Saturday, January 30, 2010

Once upon a time, masochism, moments


"He your boyfriend?" Dominique asked.

"Was," the young co-ed said with a wistful smile at the guy in question. "Once upon a time."

"Once upon a time," Dominique repeated, watching while the once-upon-a-time-boyfriend, leaning forward, rolled closer to the young woman. The young woman leaned into him, their foreheads almost touching as they stared into each other's eyes.

What Dominique didn't know was this was the first time the two kids saw each other since that tearful phone conversation that ended their brief, but undoubtedly intense, union.

What she also didn't know, but which you should know, is: the young co-ed was me.

And the once-upon-a-time-boyfriend... well, I still present-day love him.

I do. It's sick and it hurts.

It's like my masochistic consumption of dairy products. As much gas and nausea as I get after I eat cheese, I shovel in mega fries like I'm leaving town for a place that doesn't know to top potatoes with two kinds of cheese and yummy bacon...

That's kind of how I feel when it comes to boys. Even the best ones end up making me feel miserable.

But today, the first day I saw my once-upon-a-time-boyfriend (hereafter to be known as O.U.A.T.B.) in over 2 months and all of those feelings I had for him which have laid unresolved, the algae on the fish tank of my heart, bubbled to the surface.

I've been crying all day since then... Mostly spurred on by a certain television show which seemed to have messages for me in every episode. That's the thing... Today the universe seemed to be delivering a message I'm not sure I liked.

Even in O.U.A.T.B.'s mother's minivan after his basketball game ended, the radio seemed to telling me that I should take this player off the bench and put him back in the game. First was Lady Gaga's "Bad Romance" and who can't take a hint with the delightfully outlandish performer sang "I don't wanna be friends"? Then there was Gym Class Heroes' "Cupid's Chokehold" about a wonderful girlfriend, which I know I was. Then, and boy was this the kicker, there was an ad for some club event for which you gain free admission if you bring a picture of your hated ex to shred onstage. I laughed nonstop.

It was so easy being with him... It always was. But the thing is, when we weren't physically together, it wasn't so easy. And that's why it eventually ended.

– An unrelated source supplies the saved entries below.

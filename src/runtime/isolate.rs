//! Isolated runs.
//!
//! A run moves through a fixed sequence of stages, tracked in the type of its
//! [`IsolatedContext`]: a fresh working directory, staged dependencies, a
//! compiled and instantiated unit, and finally the invocation. A stage that
//! cannot proceed ends the run with a [`RunOutcome`] instead of the next
//! context. Whatever happens, the context is dropped before the run returns,
//! which releases the wasmtime store first and the working directory second.

use crate::config::types::{EvalError, EvaluatorConfig};
use crate::core::hook::{self, Aborted};
use crate::core::submission::Submission;
use crate::core::types::RunReport;
use crate::runtime::compiler::{has_errors, CompilerOptions, Diagnostic};
use crate::runtime::host::{self, RunState};
use crate::runtime::wrapper::{self, ENTRY_EXPORT, UNIT_FILE_NAME};
use crate::safety::workspace::{Workspace, WorkspaceManager};
use chrono::Utc;
use std::path::{Path, PathBuf};
use std::sync::Arc;
use std::time::Duration;
use wasmtime::{Engine, Instance, Linker, Module, Store, Trap};

/// Why a run was skipped without producing anything
#[derive(Debug)]
pub enum NoChanges {
    MissingDependency(PathBuf),
    CompileErrors(Vec<Diagnostic>),
}

#[derive(Debug)]
pub enum RunOutcome {
    /// The entry point returned normally
    Completed,
    /// A hook observed cancellation and unwound the guest
    Aborted,
    /// Nothing ran; no event is published
    NoChanges(NoChanges),
    Faulted(EvalError),
}

#[derive(Debug)]
pub struct RunResult {
    pub outcome: RunOutcome,
    /// Absent when no working directory could be created
    pub report: Option<RunReport>,
}

type Stage<S> = std::result::Result<IsolatedContext<S>, RunOutcome>;

/// Type-state marker: working directory created, nothing staged
pub struct Fresh;

/// Type-state marker: every dependency resolved to a loadable path
pub struct Staged {
    dependencies: Vec<PathBuf>,
}

/// Type-state marker: unit compiled, linked and instantiated
pub struct Compiled {
    store: Store<RunState>,
    instance: Instance,
}

/// One run's exclusive resources. `state` is declared first so the store
/// is gone before the working directory is removed.
pub struct IsolatedContext<S> {
    state: S,
    workspace: Workspace,
}

impl IsolatedContext<Fresh> {
    pub fn new(workspace: Workspace) -> Self {
        Self {
            state: Fresh,
            workspace,
        }
    }

    /// Resolve every dependency, copying untrusted ones into the workspace.
    /// The first missing one ends the run before anything is compiled.
    pub fn stage_dependencies(
        mut self,
        references: &[PathBuf],
        config: &EvaluatorConfig,
    ) -> Stage<Staged> {
        let mut dependencies = Vec::with_capacity(references.len());
        for reference in references {
            if !reference.exists() {
                return Err(RunOutcome::NoChanges(NoChanges::MissingDependency(
                    reference.clone(),
                )));
            }
            if config.is_trusted_reference(reference) {
                dependencies.push(reference.clone());
            } else {
                let staged = self
                    .workspace
                    .stage_file(reference)
                    .map_err(RunOutcome::Faulted)?;
                dependencies.push(staged);
            }
        }

        Ok(IsolatedContext {
            state: Staged { dependencies },
            workspace: self.workspace,
        })
    }
}

impl IsolatedContext<Staged> {
    /// Assemble, compile and instantiate the evaluation unit with its dependencies
    pub fn compile(
        mut self,
        sources: &[String],
        eval_code: &str,
        compiler_options: &str,
        submission_id: u32,
    ) -> Stage<Compiled> {
        let (options, diagnostics) = CompilerOptions::parse(compiler_options);
        if has_errors(&diagnostics) {
            return Err(RunOutcome::NoChanges(NoChanges::CompileErrors(diagnostics)));
        }
        for warning in &diagnostics {
            log::debug!("{}", warning);
        }

        let unit = wrapper::assemble(sources, eval_code);
        let unit_path = self
            .workspace
            .write_file(UNIT_FILE_NAME, unit.as_bytes())
            .map_err(RunOutcome::Faulted)?;

        let engine = Engine::new(&options.engine_config()).map_err(engine_fault)?;
        let module = Module::from_file(&engine, &unit_path).map_err(compile_errors)?;

        let mut linker = Linker::new(&engine);
        host::define_hooks(&mut linker).map_err(engine_fault)?;
        let mut store = Store::new(&engine, RunState::default());
        host::define_submission_global(&mut linker, &mut store, submission_id)
            .map_err(engine_fault)?;

        for dependency in &self.state.dependencies {
            let name = module_name(dependency);
            let dependency_module = Module::from_file(&engine, dependency)
                .map_err(|e| compile_error(format!("cannot load {}: {:#}", dependency.display(), e)))?;
            let instance = linker
                .instantiate(&mut store, &dependency_module)
                .map_err(|e| compile_error(format!("cannot link {}: {:#}", name, e)))?;
            linker
                .instance(&mut store, &name, instance)
                .map_err(|e| compile_error(format!("cannot register {}: {:#}", name, e)))?;
        }

        // Unresolved imports and start-function failures surface here. The
        // submission is not registered yet, so a hook called from a start
        // function aborts and the unit counts as not compiling.
        let instance = linker
            .instantiate(&mut store, &module)
            .map_err(compile_errors)?;

        Ok(IsolatedContext {
            state: Compiled { store, instance },
            workspace: self.workspace,
        })
    }
}

impl IsolatedContext<Compiled> {
    /// Register `submission` with the hooks and call the entry point
    pub fn invoke(mut self, submission: &Arc<Submission>) -> RunOutcome {
        let Compiled { store, instance } = &mut self.state;
        let entry = match instance.get_typed_func::<(), ()>(&mut *store, ENTRY_EXPORT) {
            Ok(entry) => entry,
            Err(_) => return RunOutcome::Faulted(EvalError::EntryPointMissing(ENTRY_EXPORT.into())),
        };

        let registration = hook::load_submission(Arc::clone(submission));
        let result = entry.call(&mut *store, ());
        drop(registration);

        match result {
            Ok(()) => RunOutcome::Completed,
            Err(error) => classify_fault(error, store.data().aborted),
        }
    }
}

fn classify_fault(error: anyhow::Error, aborted: bool) -> RunOutcome {
    if aborted || error.downcast_ref::<Aborted>().is_some() {
        return RunOutcome::Aborted;
    }
    let trap = error.downcast_ref::<Trap>().map(ToString::to_string);
    RunOutcome::Faulted(EvalError::Runtime {
        message: format!("{:#}", error),
        trap,
    })
}

fn engine_fault(error: anyhow::Error) -> RunOutcome {
    RunOutcome::Faulted(EvalError::Engine(format!("{:#}", error)))
}

fn compile_error(message: String) -> RunOutcome {
    RunOutcome::NoChanges(NoChanges::CompileErrors(vec![Diagnostic::error(message)]))
}

fn compile_errors(error: anyhow::Error) -> RunOutcome {
    compile_error(format!("{:#}", error))
}

/// Import module name a dependency is registered under
fn module_name(dependency: &Path) -> String {
    dependency
        .file_stem()
        .map(|stem| stem.to_string_lossy().into_owned())
        .unwrap_or_default()
}

/// Executes submissions one at a time, each in a context of its own
pub struct IsolatedRunner {
    workspaces: WorkspaceManager,
    config: EvaluatorConfig,
}

impl IsolatedRunner {
    pub fn new(config: &EvaluatorConfig) -> crate::config::types::Result<Self> {
        Ok(Self {
            workspaces: WorkspaceManager::new(config.workspace_root.clone())?,
            config: config.clone(),
        })
    }

    /// Remove working directories abandoned by earlier processes
    pub fn sweep_stale_workspaces(&self) -> usize {
        let Some(max_age) = self.config.stale_workspace_max_age_secs else {
            return 0;
        };
        match self
            .workspaces
            .cleanup_old_workspaces(Duration::from_secs(max_age))
        {
            Ok(0) => 0,
            Ok(cleaned) => {
                log::info!("Swept {} stale workspace(s)", cleaned);
                cleaned
            }
            Err(e) => {
                log::warn!("Stale workspace sweep failed: {}", e);
                0
            }
        }
    }

    /// Run `submission` to completion. The sink is always unwound afterwards.
    pub fn run(&self, submission: &Arc<Submission>) -> RunResult {
        let started_at = Utc::now();
        let workspace = match self.workspaces.create_workspace() {
            Ok(workspace) => workspace,
            Err(e) => {
                return RunResult {
                    outcome: RunOutcome::Faulted(e),
                    report: None,
                }
            }
        };
        let run_id = workspace.run_id().to_string();
        log::debug!("Submission {} runs in {}", submission.id(), run_id);

        let outcome = match self.execute(workspace, submission) {
            Ok(outcome) | Err(outcome) => outcome,
        };
        submission.with_sink(|sink| sink.unwind());

        match &outcome {
            RunOutcome::NoChanges(NoChanges::MissingDependency(path)) => log::debug!(
                "Submission {} skipped: dependency {} is missing",
                submission.id(),
                path.display()
            ),
            RunOutcome::NoChanges(NoChanges::CompileErrors(diagnostics)) => log::debug!(
                "Submission {} skipped: {} compile diagnostic(s)",
                submission.id(),
                diagnostics.len()
            ),
            RunOutcome::Aborted => log::debug!("Submission {} aborted", submission.id()),
            _ => {}
        }

        let report = RunReport {
            submission_id: submission.id(),
            run_id,
            submitted_at: submission.created_at(),
            started_at,
            finished_at: Utc::now(),
            aborted: matches!(outcome, RunOutcome::Aborted),
        };
        RunResult {
            outcome,
            report: Some(report),
        }
    }

    fn execute(
        &self,
        workspace: Workspace,
        submission: &Arc<Submission>,
    ) -> std::result::Result<RunOutcome, RunOutcome> {
        let project = submission.project();
        let context = IsolatedContext::new(workspace)
            .stage_dependencies(&project.references, &self.config)?;
        let sources = project.read_sources().map_err(RunOutcome::Faulted)?;
        let context = context.compile(
            &sources,
            submission.eval_code(),
            &project.compiler_options,
            submission.id().get(),
        )?;
        Ok(context.invoke(submission))
    }
}
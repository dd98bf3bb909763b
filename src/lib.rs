//! instant-eval: a live evaluation engine
//! Runs successive versions of instrumented user code in throwaway wasm contexts and
//! records what each run did, skipping any version a newer one supersedes before it runs
//!
//! # Architecture
//!
//! ## Trace Model ([`trace`])
//! - [`trace::operation`]: Operation Tree (method calls, loops, iterations, state changes, returns)
//! - [`trace::sink`]: Instrumentation sinks building the tree from hook events
//!
//! ## Evaluation Core ([`core`])
//! - [`core::submission`]: Submission identity, cancellation and owned sink
//! - [`core::project`]: Sources, binary dependencies and compiler options
//! - [`core::evaluator`]: Single background worker with a latest-wins pending slot
//! - [`core::hook`]: Process-wide hook facade routing instrumented calls to a submission
//! - [`core::types`]: Run reports and evaluation events
//!
//! ## Isolated Runtime ([`runtime`])
//! - [`runtime::isolate`]: Type-state run sequence (stage, compile, invoke, teardown)
//! - [`runtime::wrapper`]: Evaluation unit synthesis with a fixed, versioned entry point
//! - [`runtime::host`]: Guest bindings exposing the hook facade to wasm
//! - [`runtime::compiler`]: Compiler options and diagnostics
//!
//! ## Safety & Cleanup ([`safety`])
//! - [`safety::workspace`]: Run-scoped working directories
//!
//! ## Configuration ([`config`])
//! - [`config::config`]: Configuration loading and environment overrides
//! - [`config::types`]: Evaluator configuration and the error taxonomy
//!
//! # Design Principles
//!
//! 1. **Latest wins** - Only the newest submission is worth running
//! 2. **Cooperative cancellation** - A canceled run stops at its next hook call
//! 3. **No failures from noise** - Code that does not compile yet is skipped silently
//! 4. **Nothing outlives its run** - Contexts and working directories are torn down unconditionally

// Trace Model
pub mod trace;

// Evaluation Core
pub mod core;

// Isolated Runtime
pub mod runtime;

// Safety & Cleanup
pub mod safety;

// Configuration
pub mod config;

// CLI entrypoint wiring for the instant binary
pub mod cli;

pub use crate::config::types::{EvalError, EvaluatorConfig, Result};
pub use crate::core::evaluator::Evaluator;
pub use crate::core::submission::{Submission, SubmissionId};
pub use crate::core::types::EvaluationEvent;
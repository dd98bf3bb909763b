//! Evaluation core.
//!
//! Submissions and the projects they are built from, the background
//! evaluator that runs them, and the hook facade instrumented code reports
//! into while it runs.

pub mod evaluator;
pub mod hook;
pub mod project;
pub mod submission;
pub mod types;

What would be the point in trying it again if the circumstances haven't changed?

But boy, it felt so good when he put his hand on mine, his fingertips touching mine. I wouldn't let him hold it the right way because I knew I just might burst into tears if he did.

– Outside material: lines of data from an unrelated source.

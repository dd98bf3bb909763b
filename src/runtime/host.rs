//! Guest bindings for the Hook Facade.
//!
//! Only plain integers and UTF-8 byte ranges cross this boundary. Strings are
//! `(ptr, len)` pairs into the guest's exported memory and are copied out
//! before the facade sees them, but only after the facade has confirmed the
//! call belongs to the live submission, so a stale or canceled run always
//! aborts rather than faulting on a bad range.

use crate::core::hook::{self, HookResult};
use crate::runtime::wrapper::{HOOK_MODULE, MEMORY_EXPORT, SUBMISSION_GLOBAL};
use crate::trace::operation::StateChange;
use anyhow::{anyhow, Context};
use wasmtime::{Caller, Extern, Global, GlobalType, Linker, Mutability, Store, Val, ValType};

/// Bytes per argument record: name ptr, name len, value ptr, value len
const ARGUMENT_RECORD_SIZE: usize = 16;

/// Per-run store data
#[derive(Debug, Default)]
pub struct RunState {
    /// Set as soon as any hook aborts; the guest cannot clear it
    pub aborted: bool,
}

type HostCaller<'a> = Caller<'a, RunState>;

/// Turn a facade result into a host-call result, recording an abort
fn settle<T>(caller: &mut HostCaller<'_>, result: HookResult<T>) -> anyhow::Result<T> {
    result.map_err(|aborted| {
        caller.data_mut().aborted = true;
        anyhow::Error::new(aborted)
    })
}

fn read_bytes(caller: &mut HostCaller<'_>, ptr: i32, len: i32) -> anyhow::Result<Vec<u8>> {
    let memory = caller
        .get_export(MEMORY_EXPORT)
        .and_then(Extern::into_memory)
        .ok_or_else(|| anyhow!("guest does not export `{}`", MEMORY_EXPORT))?;
    let start = ptr as u32 as usize;
    let end = start
        .checked_add(len as u32 as usize)
        .ok_or_else(|| anyhow!("byte range at {} overflows", start))?;
    memory
        .data(&*caller)
        .get(start..end)
        .map(<[u8]>::to_vec)
        .ok_or_else(|| anyhow!("byte range {}..{} is outside guest memory", start, end))
}

fn read_str(caller: &mut HostCaller<'_>, ptr: i32, len: i32) -> anyhow::Result<String> {
    let bytes = read_bytes(caller, ptr, len)?;
    String::from_utf8(bytes).context("hook string is not valid UTF-8")
}

/// Decode `count` argument records. Arguments carry the id of their method.
fn read_arguments(
    caller: &mut HostCaller<'_>,
    method_id: u32,
    ptr: i32,
    count: i32,
) -> anyhow::Result<Vec<StateChange>> {
    let count = count as u32 as usize;
    let table_len = count
        .checked_mul(ARGUMENT_RECORD_SIZE)
        .and_then(|len| i32::try_from(len).ok())
        .ok_or_else(|| anyhow!("argument table of {} records is too large", count))?;
    let table = read_bytes(caller, ptr, table_len)?;

    let mut arguments = Vec::with_capacity(count);
    for record in table.chunks_exact(ARGUMENT_RECORD_SIZE) {
        let word = |n: usize| {
            let mut raw = [0u8; 4];
            raw.copy_from_slice(&record[n * 4..n * 4 + 4]);
            u32::from_le_bytes(raw) as i32
        };
        let name = read_str(caller, word(0), word(1))?;
        let value = read_str(caller, word(2), word(3))?;
        arguments.push(StateChange::new(method_id, name, value));
    }
    Ok(arguments)
}

/// Define every hook import on `linker`
pub fn define_hooks(linker: &mut Linker<RunState>) -> anyhow::Result<()> {
    linker.func_wrap(
        HOOK_MODULE,
        "begin_method",
        |mut caller: HostCaller<'_>,
         sid: i32,
         id: i32,
         name_ptr: i32,
         name_len: i32,
         args_ptr: i32,
         args_len: i32| {
            settle(&mut caller, hook::ensure_active(sid as u32))?;
            let name = read_str(&mut caller, name_ptr, name_len)?;
            let arguments = read_arguments(&mut caller, id as u32, args_ptr, args_len)?;
            let result = hook::begin_method(sid as u32, id as u32, &name, arguments);
            settle(&mut caller, result)
        },
    )?;

    define_container_hook(linker, "end_method", hook::end_method)?;
    define_container_hook(linker, "begin_loop", hook::begin_loop)?;
    define_container_hook(linker, "end_loop", hook::end_loop)?;
    define_container_hook(linker, "begin_inside_loop", hook::begin_inside_loop)?;
    define_container_hook(linker, "end_inside_loop", hook::end_inside_loop)?;

    linker.func_wrap(
        HOOK_MODULE,
        "log_variable_change",
        |mut caller: HostCaller<'_>,
         sid: i32,
         id: i32,
         name_ptr: i32,
         name_len: i32,
         value_ptr: i32,
         value_len: i32| {
            settle(&mut caller, hook::ensure_active(sid as u32))?;
            let name = read_str(&mut caller, name_ptr, name_len)?;
            let value = read_str(&mut caller, value_ptr, value_len)?;
            let result = hook::log_variable_change(sid as u32, id as u32, &name, value);
            settle(&mut caller, result)
        },
    )?;
    linker.func_wrap(
        HOOK_MODULE,
        "log_i32",
        |mut caller: HostCaller<'_>, sid: i32, id: i32, name_ptr: i32, name_len: i32, v: i32| {
            settle(&mut caller, hook::ensure_active(sid as u32))?;
            let name = read_str(&mut caller, name_ptr, name_len)?;
            let result = hook::log_object(sid as u32, id as u32, &name, v).map(drop);
            settle(&mut caller, result)
        },
    )?;
    linker.func_wrap(
        HOOK_MODULE,
        "log_i64",
        |mut caller: HostCaller<'_>, sid: i32, id: i32, name_ptr: i32, name_len: i32, v: i64| {
            settle(&mut caller, hook::ensure_active(sid as u32))?;
            let name = read_str(&mut caller, name_ptr, name_len)?;
            let result = hook::log_object(sid as u32, id as u32, &name, v).map(drop);
            settle(&mut caller, result)
        },
    )?;
    linker.func_wrap(
        HOOK_MODULE,
        "log_f64",
        |mut caller: HostCaller<'_>, sid: i32, id: i32, name_ptr: i32, name_len: i32, v: f64| {
            settle(&mut caller, hook::ensure_active(sid as u32))?;
            let name = read_str(&mut caller, name_ptr, name_len)?;
            let result = hook::log_object(sid as u32, id as u32, &name, v).map(drop);
            settle(&mut caller, result)
        },
    )?;

    linker.func_wrap(
        HOOK_MODULE,
        "log_return",
        |mut caller: HostCaller<'_>, sid: i32, id: i32| {
            let result = hook::log_return(sid as u32, id as u32, None);
            settle(&mut caller, result)
        },
    )?;
    linker.func_wrap(
        HOOK_MODULE,
        "log_return_value",
        |mut caller: HostCaller<'_>, sid: i32, id: i32, value_ptr: i32, value_len: i32| {
            settle(&mut caller, hook::ensure_active(sid as u32))?;
            let value = read_str(&mut caller, value_ptr, value_len)?;
            let result = hook::log_return(sid as u32, id as u32, Some(value));
            settle(&mut caller, result)
        },
    )?;
    linker.func_wrap(
        HOOK_MODULE,
        "log_return_i32",
        |mut caller: HostCaller<'_>, sid: i32, id: i32, v: i32| {
            let result = hook::log_return_value(sid as u32, id as u32, v).map(drop);
            settle(&mut caller, result)
        },
    )?;
    linker.func_wrap(
        HOOK_MODULE,
        "log_return_i64",
        |mut caller: HostCaller<'_>, sid: i32, id: i32, v: i64| {
            let result = hook::log_return_value(sid as u32, id as u32, v).map(drop);
            settle(&mut caller, result)
        },
    )?;
    linker.func_wrap(
        HOOK_MODULE,
        "log_return_f64",
        |mut caller: HostCaller<'_>, sid: i32, id: i32, v: f64| {
            let result = hook::log_return_value(sid as u32, id as u32, v).map(drop);
            settle(&mut caller, result)
        },
    )?;

    Ok(())
}

fn define_container_hook(
    linker: &mut Linker<RunState>,
    name: &str,
    op: fn(u32, u32) -> HookResult<()>,
) -> anyhow::Result<()> {
    linker.func_wrap(
        HOOK_MODULE,
        name,
        move |mut caller: HostCaller<'_>, sid: i32, id: i32| {
            let result = op(sid as u32, id as u32);
            settle(&mut caller, result)
        },
    )?;
    Ok(())
}

/// Bind the constant submission id global for this run
pub fn define_submission_global(
    linker: &mut Linker<RunState>,
    store: &mut Store<RunState>,
    submission_id: u32,
) -> anyhow::Result<()> {
    let global = Global::new(
        &mut *store,
        GlobalType::new(ValType::I32, Mutability::Const),
        Val::I32(submission_id as i32),
    )?;
    linker.define(&*store, HOOK_MODULE, SUBMISSION_GLOBAL, global)?;
    Ok(())
}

Now I wish I'd let him so I could sustain myself on the refreshed memory.

Oh, gosh, here come more tears.

Then there was the offer to go back to his house, when his mom wanted us to abandon our lunch plans because it was starting to snow. Only I couldn't because I have an interview first thing in the morning to be an RA next fall. I'm thinking it was a blessing in disguise. If I'd have gone with them, and if he'd have shown any interest in being "us" again, I would have said yes.

The truth is, I've been really happy on my own since we broke up. I'm more independent, I've taken drastic steps towards making my dreams happen. I have become so much happier with myself. And I like it this way.

But while sometimes it seems easier not to be attached to someone or make the effort to share my life with someone else, I miss those happy times I shared with the only really special guy I have ever dated.

Today, for a brief moment we had it again, and although it makes me cry, I'm glad to have had that moment.

(The above is an image of Sarah Jessica Parker as Carrie Bradshaw and Chris Noth as Mr. Big in Sex and the City: The Movie.)